# Lake butler



## middiefisher (Apr 12, 2010)

Me, my little brother and our brother in law went out to lake butler last saterday and my brother in law intered for the biggest fish witch at the time was a 30 pounder. He gets ahold of one at 29 pounds about half way through the night then about 2 hours before our tickets run out his bait clicker goes off. Ok now he was hit on a street bike about a year ago and can hardly walk and most places hes got to have his wheel chair so my little brother runs down to his pole sitting about 20 feet from my brother in law and hooks the fish. now he dont real it in or anything just keeps it from being pulled in the lake because hes not trying to loose a c4. So my brother in law gets over there and reels it in and they take it up to the bait house and it hits 40 pounds. ITS THE BIG FISH, WE GET THE POT <$600>. He puts the fish back in the lake and goes up and talks the guy at the bait house <the owner of the lake>. We dont get the money because my little brother grabed the pole from going in the lake so now were out $600. Were not very happy so instead of going to jail we pack our stuff and start to leave. We go in the bait house and look at who has the big fish and its a guy named big r. come to find out its the owners friend and he also works there in the bait house!!!!! I just want everyone to know that lake butler is a joke.
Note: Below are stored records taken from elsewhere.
//! Search-backed API with the flat profile shape.
//!
//! Mounted under /v2 so its payload never shares a route with the full profile.

pub mod generate_report;

use crate::AppState;
use axum::routing::post;
use axum::Router;
use utoipa::OpenApi;

/// Returns the router for /v2 endpoints (mounted at /v2)
pub fn router() -> Router<AppState> {
    Router::new().route("/generate-report", post(generate_report::generate_report))
}

#[derive(OpenApi)]
#[openapi(
    paths(generate_report::generate_report),
    components(schemas(
        scout_core::FlatPreferencePayload,
        generate_report::CombinedReportResponse,
    ))
)]
pub struct ApiDoc;
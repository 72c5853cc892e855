//! Logging and trace export setup.
//!
//! Console logging is always on. If OTEL_EXPORTER_OTLP_ENDPOINT is set and
//! reachable, traces and logs are also exported to the collector.

use opentelemetry::trace::TracerProvider;
use opentelemetry_appender_tracing::layer::OpenTelemetryTracingBridge;
use opentelemetry_otlp::WithExportConfig;
use opentelemetry_sdk::logs::SdkLoggerProvider;
use opentelemetry_sdk::trace::SdkTracerProvider;
use std::env;
use std::net::{TcpStream, ToSocketAddrs};
use std::time::Duration;
use tracing_subscriber::layer::SubscriberExt;
use tracing_subscriber::util::SubscriberInitExt;

const DEFAULT_SERVICE_NAME: &str = "scout-server";

/// Initialize the global tracing subscriber.
pub fn init_telemetry() {
    match env::var("OTEL_EXPORTER_OTLP_ENDPOINT").ok() {
        Some(endpoint) if collector_reachable(&endpoint) => match init_with_otlp(&endpoint) {
            Ok(service_name) => tracing::info!(
                "OpenTelemetry enabled, exporting traces and logs to {} as {}",
                endpoint,
                service_name
            ),
            Err(e) => {
                init_console();
                tracing::warn!(error = %e, "OpenTelemetry setup failed, using console logging only");
            }
        },
        Some(endpoint) => {
            init_console();
            tracing::info!(
                "OpenTelemetry endpoint {} not reachable, using console logging only",
                endpoint
            );
        }
        None => {
            init_console();
            tracing::debug!("OTEL_EXPORTER_OTLP_ENDPOINT not set, using console logging only");
        }
    }
}

fn init_console() {
    tracing_subscriber::registry()
        .with(tracing_subscriber::EnvFilter::from_default_env())
        .with(tracing_subscriber::fmt::layer())
        .init();
}

/// Quick TCP check so a missing collector doesn't stall exports.
fn collector_reachable(endpoint: &str) -> bool {
    let host_port = endpoint
        .trim_start_matches("http://")
        .trim_start_matches("https://")
        .trim_end_matches('/');

    host_port
        .to_socket_addrs()
        .ok()
        .and_then(|mut addrs| addrs.next())
        .map(|addr| TcpStream::connect_timeout(&addr, Duration::from_millis(100)).is_ok())
        .unwrap_or(false)
}

fn init_with_otlp(endpoint: &str) -> anyhow::Result<String> {
    let service_name =
        env::var("OTEL_SERVICE_NAME").unwrap_or_else(|_| DEFAULT_SERVICE_NAME.to_string());

    let resource = opentelemetry_sdk::Resource::builder()
        .with_service_name(service_name.clone())
        .build();

    let trace_exporter = opentelemetry_otlp::SpanExporter::builder()
        .with_tonic()
        .with_endpoint(endpoint)
        .build()?;

    let trace_provider = SdkTracerProvider::builder()
        .with_batch_exporter(trace_exporter)
        .with_resource(resource.clone())
        .build();

    let tracer = trace_provider.tracer(DEFAULT_SERVICE_NAME);
    opentelemetry::global::set_tracer_provider(trace_provider);

    let log_exporter = opentelemetry_otlp::LogExporter::builder()
        .with_tonic()
        .with_endpoint(endpoint)
        .build()?;

    let log_provider = SdkLoggerProvider::builder()
        .with_batch_exporter(log_exporter)
        .with_resource(resource)
        .build();

    tracing_subscriber::registry()
        .with(tracing_subscriber::EnvFilter::from_default_env())
        .with(tracing_subscriber::fmt::layer())
        .with(tracing_opentelemetry::layer().with_tracer(tracer))
        .with(OpenTelemetryTracingBridge::new(&log_provider))
        .init();

    Ok(service_name)
}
You cant use shade dead or alive, no steal leeders, you get yelled at if you through half way across the lake and get kicked out if you do it again, and you cant through your bait on the bank or in the trash can, you have to put it in the lake. WTF we have to feed the fish!!!!!!!!!!!!! That whole night with three of use fishing we only caught 5 or 6 fish the whole time while using live bait. I just wanted to let everyone out there know that i wouldnt waste my time with lake butler ide spend my money else where. We left and went to paradise and couldnt keep a line in the water. Thanks for reading and hope you take my advice.


----------



## spfldbassguy (Mar 23, 2009)

If I owned the place I woulda given him the money without hestitation.It wouldn't have mattered to me if he didn't hook it,he brought it in for petes' sake.However with the guy being his friend & working there,that's how it goes sometimes.Friends win over strangers.As far as putting the bait in the lake,i'd just taken what i didn't use with me.I can understand about not chuckin' your stuff halfway across the lake but the no steel leaders or the use of shad I don't get.I understand why you had to post about your experience there,you had to vent somewhere.Atleast you went somewhere else & had some fun.


----------



## MrToxygen (Apr 4, 2010)

i've heard several stories from some other guys that this lake is a joke.

i've contemplated fishing there, but now i have my mind set. No.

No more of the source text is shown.